The flaw behind black-and-white thinking is that it does not reflect the complexity of human nature and the world around us. Most people are not absolutely good or evil. Most events in life have more intricate shades of color than simply black and white.
Black-and–white thinking stems from our reptilian brain, which makes snap decisions as to what’s safe or dangerous in order for us to survive an immediate physical threat. When this ancient part of the brain is triggered, it overrides the reasoning and problem-solving abilities we’ve developed through evolution.

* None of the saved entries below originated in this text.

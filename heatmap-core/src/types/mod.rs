//! Domain types for the heatmap toolkit.
//!
//! - [`Feature`]: one geotagged record
//! - [`FeatureCollection`]: the ordered records that are cached and filtered
//! - [`HeatmapPoint`]: plain numeric triple convertible into a feature

mod feature;

pub use feature::*;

Some people raised to be black-and-white thinkers remain stuck in a world where people and events are viewed in simplistic terms of extremes. Even people who are complex thinkers regress to pigeonholing when they are stressed or overwhelmed by emotions. Unless patterns of fear are counter balanced, they will prevent people from moving beyond this “primitive thinking” to more nuanced and sophisticated thinking.

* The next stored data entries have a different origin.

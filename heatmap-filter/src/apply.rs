//! The filter pass and its summary text.

use std::fmt;

use serde::Serialize;
use tracing::debug;

use heatmap_core::types::FeatureCollection;

use crate::state::FilterState;

/// Result of one filter pass.
#[derive(Clone, Debug, Default, PartialEq, Serialize)]
pub struct FilterOutcome {
    /// Matching records, in source order
    pub collection: FeatureCollection,
    /// Number of matching records
    pub count: usize,
}

/// Returns the records of `collection` that satisfy every active constraint
/// in `state`.
///
/// Pure: the output depends only on the two arguments. With no active
/// constraint the result equals the input.
pub fn apply_filters(collection: &FeatureCollection, state: &FilterState) -> FilterOutcome {
    let filtered: FeatureCollection = if state.is_active() {
        collection.iter().filter(|f| state.matches(f)).cloned().collect()
    } else {
        collection.clone()
    };

    debug!(total = collection.len(), matched = filtered.len(), filters = %state.describe(), "Filtered");
    FilterOutcome {
        count: filtered.len(),
        collection: filtered,
    }
}

/// Screen-reader summary of a filter pass.
#[derive(Clone, Debug, PartialEq, Eq)]
pub struct FilterSummary {
    /// Number of matching records
    pub count: usize,
    /// Active constraints, `"district: Sydney, weather: Rain"`; empty if none
    pub active: String,
}

impl FilterSummary {
    /// Summarises `count` results under `state`.
    pub fn new(count: usize, state: &FilterState) -> Self {
        Self {
            count,
            active: state.describe(),
        }
    }

    /// Short message for the notification surface.
    pub fn notification_text(&self) -> String {
        if self.active.is_empty() {
            format!("Showing all {} locations", self.count)
        } else {
            format!("Found {} locations matching: {}", self.count, self.active)
        }
    }
}

impl fmt::Display for FilterSummary {
    fn fmt(&self, f: &mut fmt::Formatter<'_>) -> fmt::Result {
        if self.active.is_empty() {
            write!(f, "Showing all {} results, no filters applied", self.count)
        } else {
            write!(f, "Showing {} results filtered by {}", self.count, self.active)
        }
    }
}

As a result of viewing the world as black and white, people suffer unnecessary disappointment that can lead to exasperation and depression. For instance, fantasizing about a perfect world with a perfect mate can lead to shattered expectations, and the opposite idea that there aren’t ANY decent men or women at all.
Here are some ways to avoid the pitfalls and heartbreaks of black-and-white thinking:
1. Have realistic expectations: Even though optimism is generally a nice trait, tone down feelings of overblown optimism and expectations about specific people or situations.
2. Sometimes, somewhat: Use words such as “always” and “never” sparingly.
3. Enjoy the complexity: Beware of considering yourself and others as “the best” or “the worst.” The world of absolutes is unrealistic and dull. Find the complexity in any situation or in a person and you may find what’s interesting—and truly beautiful.
4. Look for balance: Look for balance rather than perfection by accepting that humans make mistakes.
5. Be open to mystery: A curious, intelligent, and open mind embraces the known and unknown, the mystery, and the possibility of imagination.
It is not the result of scientific research that ennobles humans and enriches their lives, but the struggle to understand while performing creative and open-minded intellectual work.